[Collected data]
------------------------------------------------

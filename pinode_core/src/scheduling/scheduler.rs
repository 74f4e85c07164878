//! Poll scheduler
//!
//! A single timer thread tracks the next due time of every [`PollJob`] and
//! hands due polls to the owning device's lane. A job whose previous poll is
//! still in flight has its tick skipped, never queued, so polls of one job
//! never overlap and results are published in order.

use super::config::SchedulerConfig;
use super::job::{JobEntry, PollJob, PollJobInfo};
use super::lane::LaneTask;
use crate::error::{PinodeError, PinodeResult};
use crossbeam::channel::{self, Receiver, RecvTimeoutError, Sender};
use parking_lot::{Mutex, RwLock};
use std::collections::{BTreeMap, HashMap};
use std::sync::atomic::{AtomicBool, Ordering};
use std::sync::Arc;
use std::thread::{self, JoinHandle};
use std::time::{Duration, Instant};

/// Upper bound on how long the timer sleeps with no job due
const IDLE_WAIT: Duration = Duration::from_secs(1);

/// Granularity of the drain wait in `stop`
const DRAIN_POLL: Duration = Duration::from_millis(5);

enum Control {
    Wake,
    Stop,
}

struct Shared {
    jobs: Mutex<BTreeMap<PollJob, JobEntry>>,
    lanes: RwLock<HashMap<String, Sender<LaneTask>>>,
    running: AtomicBool,
}

/// Periodic reader of every polled value
pub struct PollScheduler {
    config: SchedulerConfig,
    shared: Arc<Shared>,
    control_tx: Sender<Control>,
    control_rx: Receiver<Control>,
    handle: Option<JoinHandle<()>>,
}

impl Default for PollScheduler {
    fn default() -> Self {
        Self::new(SchedulerConfig::default())
    }
}

impl PollScheduler {
    pub fn new(config: SchedulerConfig) -> Self {
        let (control_tx, control_rx) = channel::unbounded();
        Self {
            config,
            shared: Arc::new(Shared {
                jobs: Mutex::new(BTreeMap::new()),
                lanes: RwLock::new(HashMap::new()),
                running: AtomicBool::new(false),
            }),
            control_tx,
            control_rx,
            handle: None,
        }
    }

    pub fn config(&self) -> &SchedulerConfig {
        &self.config
    }

    pub fn is_running(&self) -> bool {
        self.shared.running.load(Ordering::Acquire)
    }

    /// Start the timer thread
    pub fn start(&mut self) -> PinodeResult<()> {
        if self.handle.is_some() {
            return Err(PinodeError::Scheduler(
                "Poll scheduler is already running".to_string(),
            ));
        }
        // Stale wake-ups from a previous run
        while self.control_rx.try_recv().is_ok() {}

        self.shared.running.store(true, Ordering::Release);
        let shared = Arc::clone(&self.shared);
        let control_rx = self.control_rx.clone();
        let handle = thread::Builder::new()
            .name("poll-scheduler".to_string())
            .spawn(move || timer_loop(shared, control_rx))
            .map_err(|e| {
                self.shared.running.store(false, Ordering::Release);
                PinodeError::Scheduler(format!("Failed to spawn scheduler thread: {}", e))
            })?;
        self.handle = Some(handle);
        log::info!("Poll scheduler started");
        Ok(())
    }

    /// Route polls for `device_id` to a lane
    pub(crate) fn attach_lane(&self, device_id: &str, lane: Sender<LaneTask>) {
        self.shared.lanes.write().insert(device_id.to_string(), lane);
    }

    pub(crate) fn detach_lane(&self, device_id: &str) {
        self.shared.lanes.write().remove(device_id);
    }

    /// Register a job. Intervals below the configured minimum are clamped.
    ///
    /// The first poll is due immediately.
    pub fn add_job(&self, device_id: &str, value_id: &str, interval: Duration) -> PinodeResult<()> {
        let job = PollJob::new(device_id, value_id);
        let min = self.config.min_poll_interval();
        let interval = if interval < min {
            log::warn!(
                "Poll interval {:?} for {} is below the minimum, using {:?}",
                interval,
                job,
                min
            );
            min
        } else {
            interval
        };

        {
            let mut jobs = self.shared.jobs.lock();
            if jobs.contains_key(&job) {
                return Err(PinodeError::Scheduler(format!(
                    "{} is already scheduled",
                    job
                )));
            }
            log::debug!("Scheduling {} every {:?}", job, interval);
            jobs.insert(job, JobEntry::new(interval, Instant::now()));
        }
        let _ = self.control_tx.send(Control::Wake);
        Ok(())
    }

    pub fn remove_job(&self, device_id: &str, value_id: &str) -> bool {
        self.shared
            .jobs
            .lock()
            .remove(&PollJob::new(device_id, value_id))
            .is_some()
    }

    /// Drop every job of a device; returns how many were removed
    pub fn remove_device_jobs(&self, device_id: &str) -> usize {
        let mut jobs = self.shared.jobs.lock();
        let before = jobs.len();
        jobs.retain(|job, _| job.device_id != device_id);
        before - jobs.len()
    }

    pub fn job_count(&self) -> usize {
        self.shared.jobs.lock().len()
    }

    /// Snapshot of all jobs, ordered by device then value
    pub fn jobs(&self) -> Vec<PollJobInfo> {
        self.shared
            .jobs
            .lock()
            .iter()
            .map(|(job, entry)| PollJobInfo {
                job: job.clone(),
                interval: entry.interval,
                in_flight: entry.in_flight.load(Ordering::Acquire),
                stats: entry.counters.snapshot(),
            })
            .collect()
    }

    pub fn job_info(&self, device_id: &str, value_id: &str) -> Option<PollJobInfo> {
        let job = PollJob::new(device_id, value_id);
        self.jobs().into_iter().find(|info| info.job == job)
    }

    /// Stop dispatching and drain in-flight polls.
    ///
    /// Returns true when every in-flight poll finished within the shutdown
    /// timeout. Polls still running afterwards are abandoned with a warning.
    pub fn stop(&mut self) -> bool {
        let Some(handle) = self.handle.take() else {
            return true;
        };
        self.shared.running.store(false, Ordering::Release);
        let _ = self.control_tx.send(Control::Stop);
        if handle.join().is_err() {
            log::error!("Poll scheduler thread panicked");
        }

        let deadline = Instant::now() + self.config.shutdown_timeout();
        loop {
            let in_flight: Vec<PollJob> = self
                .shared
                .jobs
                .lock()
                .iter()
                .filter(|(_, entry)| entry.in_flight.load(Ordering::Acquire))
                .map(|(job, _)| job.clone())
                .collect();

            if in_flight.is_empty() {
                log::info!("Poll scheduler stopped");
                return true;
            }
            if Instant::now() >= deadline {
                for job in in_flight {
                    log::warn!(
                        "Abandoning in-flight poll of {} after {:?}",
                        job,
                        self.config.shutdown_timeout()
                    );
                }
                return false;
            }
            thread::sleep(DRAIN_POLL);
        }
    }
}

------------------------------------------------

Assigned task: Return only the number of lines in the data that contain "below".

Output: 2